Tune the Morphology and Surface Physicochemical Property of Fluorite Particles by Grinding Media: A New Perspective of Exposure Degree of Crystal Surfaces

"Grinding for mineral liberation is a prerequisite for a successful flotation separation. Different grinding media produce mineral particles with different morphologies and surface properties. In this study, the surface physicochemical properties of fluorite particles produced by ball and rod mills were systematically investigated through single mineral flotation experiment, wettability measurement, X-ray diffraction (XRD) test and scanning electron microscopy (SEM) observations.

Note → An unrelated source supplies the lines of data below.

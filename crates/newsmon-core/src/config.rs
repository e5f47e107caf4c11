use serde::{Deserialize, Serialize};
use std::path::PathBuf;

#[derive(Debug, Clone, Default, Serialize, Deserialize)]
pub struct AppConfig {
    #[serde(default)]
    pub general: GeneralConfig,
    #[serde(default)]
    pub http: HttpConfig,
    #[serde(default)]
    pub ai: AiConfig,
}

#[derive(Debug, Clone, Serialize, Deserialize)]
pub struct GeneralConfig {
    /// Data directory path
    #[serde(default = "default_data_dir")]
    pub data_dir: PathBuf,
    /// Log level
    #[serde(default = "default_log_level")]
    pub log_level: String,
}

impl Default for GeneralConfig {
    fn default() -> Self {
        Self {
            data_dir: default_data_dir(),
            log_level: default_log_level(),
        }
    }
}

#[derive(Debug, Clone, Serialize, Deserialize)]
pub struct HttpConfig {
    /// Per-request timeout in seconds
    #[serde(default = "default_timeout")]
    pub request_timeout_secs: u64,
    /// User-Agent sent when scraping pages
    #[serde(default = "default_scrape_user_agent")]
    pub scrape_user_agent: String,
    /// User-Agent sent to the aggregator API (its policy requires a
    /// descriptive identifier)
    #[serde(default = "default_aggregator_user_agent")]
    pub aggregator_user_agent: String,
}

impl Default for HttpConfig {
    fn default() -> Self {
        Self {
            request_timeout_secs: default_timeout(),
            scrape_user_agent: default_scrape_user_agent(),
            aggregator_user_agent: default_aggregator_user_agent(),
        }
    }
}

#[derive(Debug, Clone, Serialize, Deserialize)]
pub struct AiConfig {
    /// OpenAI API key; when absent the oracle is disabled and articles are
    /// stored uncategorized
    #[serde(default)]
    pub openai_api_key: Option<String>,
    /// Fallback model name when the `llm_model` setting is unset
    #[serde(default = "default_model")]
    pub model: String,
}

impl Default for AiConfig {
    fn default() -> Self {
        Self {
            openai_api_key: None,
            model: default_model(),
        }
    }
}

fn default_data_dir() -> PathBuf {
    dirs::data_local_dir()
        .unwrap_or_else(|| PathBuf::from("."))
        .join("newsmon")
}

fn default_log_level() -> String {
    "info".to_string()
}

fn default_timeout() -> u64 {
    30
}

fn default_scrape_user_agent() -> String {
    "Mozilla/5.0 (Windows NT 10.0; Win64; x64) AppleWebKit/537.36 \
     (KHTML, like Gecko) Chrome/120.0.0.0 Safari/537.36"
        .to_string()
}

fn default_aggregator_user_agent() -> String {
    "newsmon/0.1 (article collection agent)".to_string()
}

fn default_model() -> String {
    "gpt-4o-mini".to_string()
}

impl AppConfig {
    /// Load configuration from file or return defaults
    pub fn load() -> crate::Result<Self> {
        let config_path = Self::config_path();

        if config_path.exists() {
            let content = std::fs::read_to_string(&config_path)?;
            toml::from_str(&content).map_err(|e| crate::Error::Config(e.to_string()))
        } else {
            Ok(Self::default())
        }
    }

    /// Get the configuration file path
    pub fn config_path() -> PathBuf {
        dirs::home_dir()
            .unwrap_or_else(|| PathBuf::from("."))
            .join(".config")
            .join("newsmon")
            .join("config.toml")
    }

    /// Get the database file path
    pub fn database_path(&self) -> PathBuf {
        self.general.data_dir.join("newsmon.db")
    }

    /// Get the directory export files are written to
    pub fn export_dir(&self) -> PathBuf {
        self.general.data_dir.join("exports")
    }
}
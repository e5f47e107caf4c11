use anyhow::Result;

use newsmon_core::{
    model::ArticleFilter,
    storage::{ArticleRepository, Database},
};

#[allow(clippy::too_many_arguments)]
pub async fn run(
    db: &Database,
    category: Option<String>,
    search: Option<String>,
    source_id: Option<i64>,
    unexported: bool,
    limit: i64,
    offset: i64,
) -> Result<()> {
    let filter = ArticleFilter {
        category,
        search,
        source_id,
        exported: unexported.then_some(false),
        limit,
        offset,
    };

    let (articles, total) = ArticleRepository::new(db).list(&filter).await?;

    if articles.is_empty() {
        println!("No articles found.");
        return Ok(());
    }

    println!("Articles {}-{} of {}:\n", offset + 1, offset + articles.len() as i64, total);

    for article in &articles {
        let category = if article.category.is_empty() {
            String::new()
        } else {
            format!(" [{}]", article.category)
        };
        let exported = if article.exported { " (exported)" } else { "" };
        let source = article.source_name.as_deref().unwrap_or("unknown source");

        println!("  {}{}{} - {}", article.id, category, exported, article.title);
        println!("    {} | {}", source, article.url);
        println!();
    }

    Ok(())
}
use crate::model::{NewArticle, RawArticle};

const MAX_DESCRIPTION_CHARS: usize = 1000;
const MAX_CONTENT_CHARS: usize = 10_000;
const MAX_AUTHOR_CHARS: usize = 200;

/// Truncate to at most `max_chars` characters, respecting char boundaries
pub(crate) fn truncate_chars(input: &str, max_chars: usize) -> &str {
    match input.char_indices().nth(max_chars) {
        Some((idx, _)) => &input[..idx],
        None => input,
    }
}

/// Convert a raw per-source record into the canonical article shape.
///
/// Pure and deterministic: trims every string field, truncates description
/// / content / author to their storage bounds, and stamps the owning
/// source. Every collector runs its output through here; whether the
/// result is storable is decided by [`NewArticle::is_valid`].
pub fn normalize(raw: &RawArticle, source_id: i64) -> NewArticle {
    NewArticle {
        title: raw.title.trim().to_string(),
        description: truncate_chars(raw.description.trim(), MAX_DESCRIPTION_CHARS).to_string(),
        content: truncate_chars(raw.content.trim(), MAX_CONTENT_CHARS).to_string(),
        author: truncate_chars(raw.author.trim(), MAX_AUTHOR_CHARS).to_string(),
        url: raw.url.trim().to_string(),
        published_date: raw.published_date.trim().to_string(),
        source_id: Some(source_id),
        category: raw.category.clone(),
    }
}

#[cfg(test)]
mod tests {
    use super::*;

    fn raw(title: &str, url: &str) -> RawArticle {
        RawArticle {
            title: title.into(),
            url: url.into(),
            ..RawArticle::default()
        }
    }

    #[test]
    fn trims_and_stamps_source() {
        let mut input = raw("  Title  ", "  https://example.com/a  ");
        input.author = "  Jane Doe  ".into();
        let article = normalize(&input, 7);
        assert_eq!(article.title, "Title");
        assert_eq!(article.url, "https://example.com/a");
        assert_eq!(article.author, "Jane Doe");
        assert_eq!(article.source_id, Some(7));
    }

    #[test]
    fn truncates_to_storage_bounds() {
        let mut input = raw("t", "https://example.com");
        input.description = "d".repeat(1500);
        input.content = "c".repeat(20_000);
        input.author = "a".repeat(300);
        let article = normalize(&input, 1);
        assert_eq!(article.description.chars().count(), 1000);
        assert_eq!(article.content.chars().count(), 10_000);
        assert_eq!(article.author.chars().count(), 200);
    }

    #[test]
    fn truncation_respects_char_boundaries() {
        let mut input = raw("t", "https://example.com");
        input.content = "é".repeat(10_050);
        let article = normalize(&input, 1);
        assert_eq!(article.content.chars().count(), 10_000);
    }

    #[test]
    fn empty_title_or_url_is_invalid() {
        assert!(!normalize(&raw("   ", "https://example.com"), 1).is_valid());
        assert!(!normalize(&raw("Title", "   "), 1).is_valid());
        assert!(normalize(&raw("Title", "https://example.com"), 1).is_valid());
    }

    #[test]
    fn category_passes_through() {
        let mut input = raw("t", "https://example.com");
        input.category = "AI/ML".into();
        assert_eq!(normalize(&input, 1).category, "AI/ML");
    }
}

The XRD observations reveal that the surface exposure degree for both mill particles follows the order {111} > {110} > {100}. The difference lies in that the rod mill ones have a higher exposure of more reactive {110} and {100} surfaces, leading to a stronger interaction with the collector. The difference also leads to their higher elongation and lower roundness values of rod mill particles which are beneficial for the particle-bubble attachment by shorting the induction time. The wettability and flotation results show that the rod mill ones have a lower critical surface tension and a greater hydrophobicity when treated with the collector solution and accordingly perform a higher flotation recovery. This work, for the first time, revealed the importance of the exposure of crystal surfaces in determine the shape factors and reactivity of the mineral particles and will help provide guidance for optimizing flotation separation and particle surface modification. INTRODUCTIONFluorite (CaF2) is the most important source mineral for producing F-based chemicals and materials which are widely used in industrial, environmental, and medical fields [1, 2]. In ore deposit, there are two kinds of occurrence forms of fluorite mineral. Firstly, the fluorite mainly coexisted with the gangue minerals like calcite (CaCO3) and quartz (SiO2). Because of their similar density and fine-grained dissemination in ore deposit, ball mill grinding before flotation separation has been widely applied to produce relatively fine particles [3]. Secondly, the fluorite is often associated with other valuable minerals with higher relative density such as scheelite (CaWO4) and cassiterite (SnO2). Due to their obvious density differences and coarsely grained distribution in ore deposit, rod mill grinding before gravity separation has been usually used to produce more uniform particles and avoid over-grinding [4-6]. After the gravity separation, a flotation separation is also employed to beneficiate the fluorite [7]."